# Small hoop house build.



## stanb999 (Jan 30, 2005)

As a follow up to this post.
http://www.homesteadingtoday.com/co...ive-energy/482702-solar-water-pump-setup.html

Here is the hoop house I build for the homestead.

The reasons and benefits are many for building a hoop house/ poly tunnel.. For me the main reason is moving part of my growing environment 500 miles south(It is claimed that growing conditions can be moderated that much. We will see). I should get vine ripe tomatoes. Peppers that grow amazing. Maybe just maybe water melon.







I have included prices so you can get an idea if it's worth it for you.

The big hurdle was watering. The hoop house will need all the water for it pumped to it. Carrying it was thought of but 100-200 gallons a week for most of the year put this out of the question. A state road is in between it and the house. So I had to get an alternative to house water. I have a pond. It's down hill 50ft and 800 ft away. I have worked out a solar pumping system for it that will give enough water easily. It wasn't cheap, well it was ok at approx 400 bucks with 1/4 of that being pipe. 

The hoop house will be 19'x12' for a total of 42' of 4 foot wide grow bed. It's made of 1 1/2" conduit. I chose conduit due to it's natural UV rating and rigid nature. I was concerned with snow loads but believe i have created it in such a way that it won't be an issue. I used two 10 foot lengths with a 90 degree sweep at the top. Each hoop cost 12 bucks or so. I needed 6. You will also need 2 for the ridge purloin. If you get 15 at the depot, they give a discount... 2 are free so get 15.

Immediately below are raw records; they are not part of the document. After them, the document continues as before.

//! Error types for binding management.

use std::sync::Arc;

use thiserror::Error;

/// Errors raised by the binding manager and its value types.
#[derive(Debug, Error)]
pub enum Error {
	/// The scheme is unknown or has been undefined.
	#[error("scheme `{0}` is not defined")]
	SchemeNotDefined(Arc<str>),

	/// A binding was constructed with a missing required field.
	#[error("invalid binding: {0}")]
	InvalidBinding(&'static str),

	/// A textual trigger sequence could not be parsed.
	#[error(transparent)]
	Trigger(#[from] bindery_trigger::ParseError),

	/// Manager configuration could not be deserialized.
	#[error("invalid binding manager configuration: {0}")]
	Config(#[from] toml::de::Error),
}

/// Result type for binding operations.
pub type Result<T> = std::result::Result<T, Error>;
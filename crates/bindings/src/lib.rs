//! Binding resolution engine.
//!
//! A [`BindingManager`] holds every registered [`Binding`] and resolves them
//! against the activation state (active contexts, active [`Scheme`], locale and
//! platform) into one command per trigger sequence. Competing bindings are
//! ranked by scheme, context ancestry, binding type, platform and locale; an
//! unbinding suppresses lower ranked bindings on its trigger. Resolutions are
//! cached per activation state and published atomically for lock-free queries.

pub use binding::{Binding, BindingFilter, BindingType};
pub use cache::{BindingCache, CacheKey, CachedBindingSet};
pub use config::{BindingManagerConfig, default_locale, default_platform};
pub use context_tree::{ContextTree, filter_dialog_and_window};
pub use error::{Error, Result};
pub use event::{BindingManagerEvent, BindingManagerListener, Changes, ListenerId, SchemeChange};
pub use fallback::{Chain, expand_locale, expand_platform};
pub use manager::BindingManager;
pub use resolve::{BindingConflict, ResolveInput, ResolvedBindings, resolve};
pub use scheme::Scheme;

mod binding;
mod cache;
mod config;
mod context_tree;
mod error;
mod event;
mod fallback;
mod manager;
mod resolve;
mod scheme;
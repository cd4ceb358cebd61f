//! Trigger value types for binding resolution.
//!
//! Provides:
//! - [`Trigger`]: one atomic input event (a key stroke or a mouse click)
//! - [`TriggerSequence`]: an ordered chain of triggers (a multi-chord shortcut)
//! - A textual parser for strokes like `ctrl+shift+f` and sequences like `ctrl+k ctrl+c`

pub use key::{Key, KeyStroke, Modifiers, MouseButton};
pub use parser::{ParseError, parse, parse_seq};
pub use sequence::{Trigger, TriggerSequence};

mod key;
pub mod parser;
mod sequence;
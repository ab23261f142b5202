use super::*;
use crate::{
    animation::ease::ease_in_circ, foundation::core::GridSize, noise::field::SimplexNoise,
};

struct ConstNoise(f64);

impl NoiseField for ConstNoise {
    fn sample(&self, _x: i64, _y: i64, _t: u64) -> f64 {
        self.0
    }
}

fn single_fuel_sim(noise: f64) -> FireSimulator {
    let size = GridSize::new(10, 20).unwrap();
    let mask = TextMask::from_fn(size, |x, y| x == 5 && y == 5);
    FireSimulator::new(
        Arc::new(mask),
        Arc::new(ConstNoise(noise)),
        FireParams::default(),
    )
}

#[test]
fn single_fuel_pixel_first_step() {
    let mut sim = single_fuel_sim(0.5);
    sim.step();

    let expected = ((1.0 - ease_in_circ(0.5)) * 192.0).round() as u8 + 64;
    assert_eq!(expected, 230);
    let field = sim.field();
    assert_eq!(field.get(5, 5), expected);
    for y in 0..20 {
        for x in 0..10 {
            if (x, y) != (5, 5) {
                assert_eq!(field.get(x, y), 0, "({x},{y})");
            }
        }
    }
    assert_eq!(sim.tick(), 1);
}

#[test]
fn heat_rises_and_drifts_right_on_second_step() {
    let mut sim = single_fuel_sim(0.5);
    sim.step_n(2);
    let field = sim.field();

    // 0.7 * 230 - 1 - easeInCirc(0.5) * 64
    assert_eq!(field.get(5, 4), 151);
    // 0.3 * 230 - 1 - easeInCirc(0.5) * 64
    assert_eq!(field.get(6, 5), 59);
    // nothing flows downward or to the left
    assert_eq!(field.get(5, 6), 0);
    assert_eq!(field.get(4, 5), 0);
    assert_eq!(field.get(5, 5), 230);
}

#[test]
fn balanced_kernel_reads_right_neighbour() {
    let size = GridSize::new(10, 20).unwrap();
    let mask = TextMask::from_fn(size, |x, y| x == 5 && y == 5);
    let params = FireParams {
        kernel: Kernel::Balanced,
        ..FireParams::default()
    };
    let mut sim = FireSimulator::new(Arc::new(mask), Arc::new(ConstNoise(0.5)), params);
    sim.step_n(2);
    // 0.6 * 230 - 1 - 8.57...
    assert_eq!(sim.field().get(5, 4), 128);
    // 0.1 * 230 - 1 - 8.57...
    assert_eq!(sim.field().get(4, 5), 13);
}

#[test]
fn weak_influence_dies_out() {
    let params = FireParams::default();
    assert_eq!(params.cooled_heat(1.0, 0.0), None);
    assert_eq!(params.cooled_heat(0.5, 0.0), None);
    assert_eq!(params.cooled_heat(1.4, 0.0), Some(0));
    assert_eq!(params.cooled_heat(300.0, 0.0), Some(255));
    // cooling can push below zero; it clamps
    assert_eq!(params.cooled_heat(10.0, 0.999), Some(0));
}

#[test]
fn fuel_heat_stays_in_byte_range() {
    let params = FireParams::default();
    assert_eq!(params.fuel_heat(0.0), 255);
    assert_eq!(params.fuel_heat(1.0), 64);
    for i in 0..100 {
        let h = params.fuel_heat(f64::from(i) / 100.0);
        assert!(h >= 64);
    }
}

#[test]
fn fuel_pixels_ignore_previous_field() {
    let size = GridSize::new(4, 4).unwrap();
    let mask = Arc::new(TextMask::from_fn(size, |_, y| y == 3));
    let hot = FireField::from_heat(size, vec![255; 16]).unwrap();
    let cold = FireField::zeroed(size);

    let noise: Arc<dyn NoiseField> = Arc::new(ConstNoise(0.25));
    let mut a =
        FireSimulator::with_field(mask.clone(), noise.clone(), FireParams::default(), hot).unwrap();
    let mut b = FireSimulator::with_field(mask, noise, FireParams::default(), cold).unwrap();
    a.step();
    b.step();
    for x in 0..4 {
        assert_eq!(a.field().get(x, 3), b.field().get(x, 3));
        assert_eq!(a.field().get(x, 3), FireParams::default().fuel_heat(0.25));
    }
}

#[test]
fn with_field_rejects_size_mismatch() {
    let mask = Arc::new(TextMask::empty(GridSize::new(4, 4).unwrap()));
    let field = FireField::zeroed(GridSize::new(5, 4).unwrap());
    let err = FireSimulator::with_field(
        mask,
        Arc::new(ConstNoise(0.0)),
        FireParams::default(),
        field,
    )
    .unwrap_err();
    assert!(err.to_string().contains("render error:"));
}

#[test]
fn step_matches_sequential_reference() {
    let size = GridSize::new(23, 17).unwrap();
    let mask = Arc::new(TextMask::from_fn(size, |x, y| (x + y) % 5 == 0 && y > 8));
    let noise: Arc<dyn NoiseField> = Arc::new(SimplexNoise::new(11));
    let params = FireParams::default();
    let mut sim = FireSimulator::new(mask.clone(), noise.clone(), params);

    let mut reference = FireField::zeroed(size);
    for t in 0..12u64 {
        let mut next = vec![0u8; size.pixel_count()];
        for y in 0..size.height as i64 {
            for x in 0..size.width as i64 {
                let i = (y as usize) * (size.width as usize) + x as usize;
                if mask.is_fuel(x, y) {
                    next[i] = params.fuel_heat(noise.sample(x, y, t));
                } else {
                    let influence = params.influence(&reference, x, y);
                    next[i] = params
                        .cooled_heat(influence, noise.sample(x, y, t))
                        .unwrap_or(0);
                }
            }
        }
        reference = FireField::from_heat(size, next).unwrap();
        sim.step();
        assert_eq!(sim.field(), &reference, "tick {t}");
    }
}

#[test]
fn empty_mask_stays_cold() {
    let mask = Arc::new(TextMask::empty(GridSize::new(8, 8).unwrap()));
    let mut sim = FireSimulator::new(mask, Arc::new(SimplexNoise::default()), FireParams::default());
    sim.step_n(10);
    assert!(sim.field().is_cold());
    assert_eq!(sim.tick(), 10);
}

The cover plastic is 4 year 6 mil greenhouse poly. At a cost of 100 bucks for 25 x 36. You will need 4 2x6x10' for the side boards, 1 2x6x12' and one 2x6x10 and a dozen 2x4x8 for the hoop house ends. Cost is maybe 50-60 bucks. For hardware I got a box of each 3 1/3 x 1/4" bolts, 1/4" nuts, flat washers. 20 bucks. 12 1/12" conduit 2 hole clamps. They were 50 cants a piece. A box of 2 1/2" deck screws. To anchor it to the ground I used standard solid 6' T posts cut in thirds(24") I had them so they cost nothing but they are 6 bucks each you would need 4. These worked really well because the pipes just fit over. Just. So the pipes were locked in place before the wood was added. You could use rebar, metal pipe or what ever else you have laying around. Just make sure it is the right length and strong enough to take the pressure.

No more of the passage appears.